[Saved data entries]

*** Block opens ***

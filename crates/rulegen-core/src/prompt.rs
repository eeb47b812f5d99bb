//! Prompt construction for one library.
//!
//! Every job gets a shared preamble (instructions, library details, coverage
//! list and the JSON output contract) and a payload. The payload is built from
//! the library's research when there is enough of it: hand-written notes in
//! `<research_dir>/<slug>.md` first, then a fetched result in
//! `<research_dir>/<slug>.json`. Otherwise it is a short "use your own
//! knowledge" directive. Only the payload is chunked.

use std::fmt::Write as _;
use std::fs;
use std::path::{Path, PathBuf};

use tracing::{debug, warn};

use crate::catalog::LibraryEntry;
use crate::job::Job;
use crate::research::ResearchCache;

/// Instructions used when the instructions file is missing or unreadable.
pub const DEFAULT_INSTRUCTIONS: &str =
    "Create rules with clear descriptions and appropriate glob patterns.";

/// Research notes shorter than this (after trimming) are ignored.
pub const MIN_RESEARCH_CHARS: usize = 100;

const COVERAGE: &[(&str, &[&str])] = &[
    ("Code Organization and Structure", &[
        "Directory structure best practices",
        "File naming conventions",
        "Module organization",
        "Component architecture",
        "Code splitting strategies",
    ]),
    ("Common Patterns and Anti-patterns", &[
        "Design patterns specific to {library}",
        "Recommended approaches for common tasks",
        "Anti-patterns and code smells to avoid",
        "State management best practices",
        "Error handling patterns",
    ]),
    ("Performance Considerations", &[
        "Optimization techniques",
        "Memory management",
        "Rendering optimization",
        "Bundle size optimization",
        "Lazy loading strategies",
    ]),
    ("Security Best Practices", &[
        "Common vulnerabilities and how to prevent them",
        "Input validation",
        "Authentication and authorization patterns",
        "Data protection strategies",
        "Secure API communication",
    ]),
    ("Testing Approaches", &[
        "Unit testing strategies",
        "Integration testing",
        "End-to-end testing",
        "Test organization",
        "Mocking and stubbing",
    ]),
    ("Common Pitfalls and Gotchas", &[
        "Frequent mistakes developers make",
        "Edge cases to be aware of",
        "Version-specific issues",
        "Compatibility concerns",
        "Debugging strategies",
    ]),
    ("Tooling and Environment", &[
        "Recommended development tools",
        "Build configuration",
        "Linting and formatting",
        "Deployment best practices",
        "CI/CD integration",
    ]),
];

/// Builds [`Job`]s from catalog entries.
#[derive(Debug, Clone)]
pub struct PromptBuilder {
    instructions: String,
    research_dir: Option<PathBuf>,
}

impl PromptBuilder {
    /// Builder with literal instructions and no research notes.
    #[must_use]
    pub fn new(instructions: impl Into<String>) -> Self {
        Self {
            instructions: instructions.into(),
            research_dir: None,
        }
    }

    /// Builder reading instructions from `instructions_path`.
    ///
    /// Falls back to [`DEFAULT_INSTRUCTIONS`] when the file cannot be read.
    #[must_use]
    pub fn from_file(instructions_path: &Path) -> Self {
        let instructions = match fs::read_to_string(instructions_path) {
            Ok(text) if !text.trim().is_empty() => text,
            Ok(_) => {
                warn!("instructions file {} is empty", instructions_path.display());
                DEFAULT_INSTRUCTIONS.to_string()
            },
            Err(err) => {
                warn!(
                    "instructions file {} not usable ({err}), using defaults",
                    instructions_path.display()
                );
                DEFAULT_INSTRUCTIONS.to_string()
            },
        };
        Self::new(instructions)
    }

    /// Look for research notes in `dir`.
    #[must_use]
    pub fn with_research_dir(mut self, dir: impl Into<PathBuf>) -> Self {
        self.research_dir = Some(dir.into());
        self
    }

    /// Instructions text in use.
    #[must_use]
    pub fn instructions(&self) -> &str {
        &self.instructions
    }

    /// Shared part of every chunk prompt for `entry`.
    #[must_use]
    pub fn preamble(&self, entry: &LibraryEntry) -> String {
        let library = entry.name.as_str();
        let mut out = String::with_capacity(4096);

        let _ = writeln!(
            out,
            "Create a comprehensive Cursor rule file (.mdc) for the {library} library following these guidelines:\n"
        );
        let _ = writeln!(out, "{}\n", self.instructions.trim_end());
        let _ = writeln!(out, "Library Information:");
        let _ = writeln!(out, "- Name: {library}");
        let _ = writeln!(out, "- Category: {}", entry.category);
        let _ = writeln!(out, "- Subcategory: {}\n", entry.subcategory);
        let _ = writeln!(
            out,
            "Your task is to create an EXTREMELY DETAILED and COMPREHENSIVE guide that covers:\n"
        );
        for (number, (section, topics)) in COVERAGE.iter().enumerate() {
            let _ = writeln!(out, "{}. {section}:", number + 1);
            for topic in *topics {
                let _ = writeln!(out, "   - {}", topic.replace("{library}", library));
            }
            out.push('\n');
        }
        let _ = writeln!(
            out,
            "Format your response as a valid JSON object with exactly these keys:"
        );
        let _ = writeln!(
            out,
            "  - name: a short descriptive name for the rule (e.g., \"{library} Best Practices\")"
        );
        let _ = writeln!(
            out,
            "  - glob_pattern: the most appropriate glob pattern for this library based on the file types it typically works with"
        );
        let _ = writeln!(
            out,
            "  - description: a clear 1-2 sentence description of what the rule covers"
        );
        let _ = writeln!(
            out,
            "  - content: the formatted rule content with comprehensive best practices in markdown format"
        );
        out
    }

    /// Research material for `entry`, if present and substantial.
    #[must_use]
    pub fn research_notes(&self, entry: &LibraryEntry) -> Option<String> {
        let dir = self.research_dir.as_ref()?;
        written_notes(dir, entry).or_else(|| {
            let material = ResearchCache::new(dir).load(entry)?.material();
            if material.is_none() {
                debug!(library = %entry.id(), "fetched research too thin, ignoring");
            }
            material
        })
    }

    /// Splittable payload for `entry`.
    #[must_use]
    pub fn payload(&self, entry: &LibraryEntry) -> String {
        let library = entry.name.as_str();
        self.research_notes(entry).map_or_else(
            || {
                format!(
                    "I need you to research and generate comprehensive best practices for {library} from your knowledge.\n\n\
                     Please be extremely thorough and detailed, covering all aspects of {library} development.\n\
                     Your guidance should be useful for both beginners and experienced developers."
                )
            },
            |notes| {
                format!(
                    "Based on the following research notes about {library} best practices, synthesize, enhance, \
                     and expand upon this information. Add any important best practices that are missing.\n\n{}",
                    notes.trim()
                )
            },
        )
    }

    /// Pending job for `entry`.
    #[must_use]
    pub fn build_job(&self, entry: &LibraryEntry) -> Job {
        Job::new(entry.id(), self.preamble(entry), self.payload(entry))
    }
}

fn written_notes(dir: &Path, entry: &LibraryEntry) -> Option<String> {
    let path = dir.join(format!("{}.md", entry.slug()));
    match fs::read_to_string(&path) {
        Ok(notes) if notes.trim().chars().count() >= MIN_RESEARCH_CHARS => Some(notes),
        Ok(_) => {
            debug!(library = %entry.id(), "research notes too short, ignoring");
            None
        },
        Err(err) if err.kind() == std::io::ErrorKind::NotFound => None,
        Err(err) => {
            warn!("could not read research notes {}: {err}", path.display());
            None
        },
    }
}

#[cfg(test)]
#[allow(clippy::unwrap_used)]
mod tests {
    use super::*;
    use tempfile::TempDir;

    fn entry() -> LibraryEntry {
        LibraryEntry::new("frontend_frameworks", "react", "Next.js")
    }

    #[test]
    fn test_preamble_contains_contract_and_sections() {
        let builder = PromptBuilder::new("Be concise.");
        let preamble = builder.preamble(&entry());

        assert!(preamble.contains("Be concise."));
        assert!(preamble.contains("- Category: frontend_frameworks"));
        assert!(preamble.contains("1. Code Organization and Structure:"));
        assert!(preamble.contains("7. Tooling and Environment:"));
        assert!(preamble.contains("Design patterns specific to Next.js"));
        for key in ["name:", "glob_pattern:", "description:", "content:"] {
            assert!(preamble.contains(key), "missing {key}");
        }
    }

    #[test]
    fn test_missing_instructions_fall_back() {
        let dir = TempDir::new().unwrap();
        let builder = PromptBuilder::from_file(&dir.path().join("absent.txt"));
        assert_eq!(builder.instructions(), DEFAULT_INSTRUCTIONS);
    }

    #[test]
    fn test_instructions_are_read_from_file() {
        let dir = TempDir::new().unwrap();
        let path = dir.path().join("instructions.txt");
        fs::write(&path, "Use frontmatter.").unwrap();
        assert_eq!(PromptBuilder::from_file(&path).instructions(), "Use frontmatter.");
    }

    #[test]
    fn test_payload_without_research_uses_knowledge_directive() {
        let builder = PromptBuilder::new("x");
        let payload = builder.payload(&entry());
        assert!(payload.contains("from your knowledge"));
        assert!(payload.contains("Next.js"));
    }

    #[test]
    fn test_payload_uses_substantial_research_notes() {
        let dir = TempDir::new().unwrap();
        let notes = "Prefer server components. ".repeat(10);
        fs::write(dir.path().join("next-js.md"), &notes).unwrap();

        let builder = PromptBuilder::new("x").with_research_dir(dir.path());
        let payload = builder.payload(&entry());
        assert!(payload.contains("research notes"));
        assert!(payload.contains("Prefer server components."));
    }

    #[test]
    fn test_short_research_notes_are_ignored() {
        let dir = TempDir::new().unwrap();
        fs::write(dir.path().join("next-js.md"), "too short").unwrap();

        let builder = PromptBuilder::new("x").with_research_dir(dir.path());
        assert!(builder.research_notes(&entry()).is_none());
        assert!(builder.payload(&entry()).contains("from your knowledge"));
    }

    #[test]
    fn test_payload_uses_fetched_research() {
        let dir = TempDir::new().unwrap();
        let fetched = serde_json::json!({
            "answer": "Use the app router. ".repeat(8),
            "citations": [{ "url": "https://nextjs.org", "text": "Colocate data fetching." }]
        });
        fs::write(dir.path().join("next-js.json"), fetched.to_string()).unwrap();

        let builder = PromptBuilder::new("x").with_research_dir(dir.path());
        let payload = builder.payload(&entry());
        assert!(payload.contains("Search results:\nUse the app router."));
        assert!(payload.contains("Additional information from citations:\nColocate data fetching."));
        assert!(!payload.contains("from your knowledge"));
    }

    #[test]
    fn test_written_notes_win_over_fetched_research() {
        let dir = TempDir::new().unwrap();
        fs::write(dir.path().join("next-js.md"), "Prefer server components. ".repeat(10)).unwrap();
        let fetched = serde_json::json!({ "answer": "Use the app router. ".repeat(8) });
        fs::write(dir.path().join("next-js.json"), fetched.to_string()).unwrap();

        let builder = PromptBuilder::new("x").with_research_dir(dir.path());
        let payload = builder.payload(&entry());
        assert!(payload.contains("Prefer server components."));
        assert!(!payload.contains("app router"));
    }

    #[test]
    fn test_thin_fetched_research_is_ignored() {
        let dir = TempDir::new().unwrap();
        let fetched = serde_json::json!({ "answer": "Use hooks.", "citations": [] });
        fs::write(dir.path().join("next-js.json"), fetched.to_string()).unwrap();

        let builder = PromptBuilder::new("x").with_research_dir(dir.path());
        assert!(builder.payload(&entry()).contains("from your knowledge"));
    }

    #[test]
    fn test_build_job_is_pending_with_catalog_id() {
        let job = PromptBuilder::new("x").build_job(&entry());
        assert_eq!(job.id.as_str(), "frontend_frameworks/react/Next.js");
        assert_eq!(job.status, crate::job::JobStatus::Pending);
        assert!(job.preamble.contains("Library Information"));
    }
}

*** Block closes ***

Activity:
Look for the string "server" in the entries above. Copy every line that has it.

Task output:
        let notes = "Prefer server components. ".repeat(10);
        assert!(payload.contains("Prefer server components."));
        fs::write(dir.path().join("next-js.md"), "Prefer server components. ".repeat(10)).unwrap();
        assert!(payload.contains("Prefer server components."));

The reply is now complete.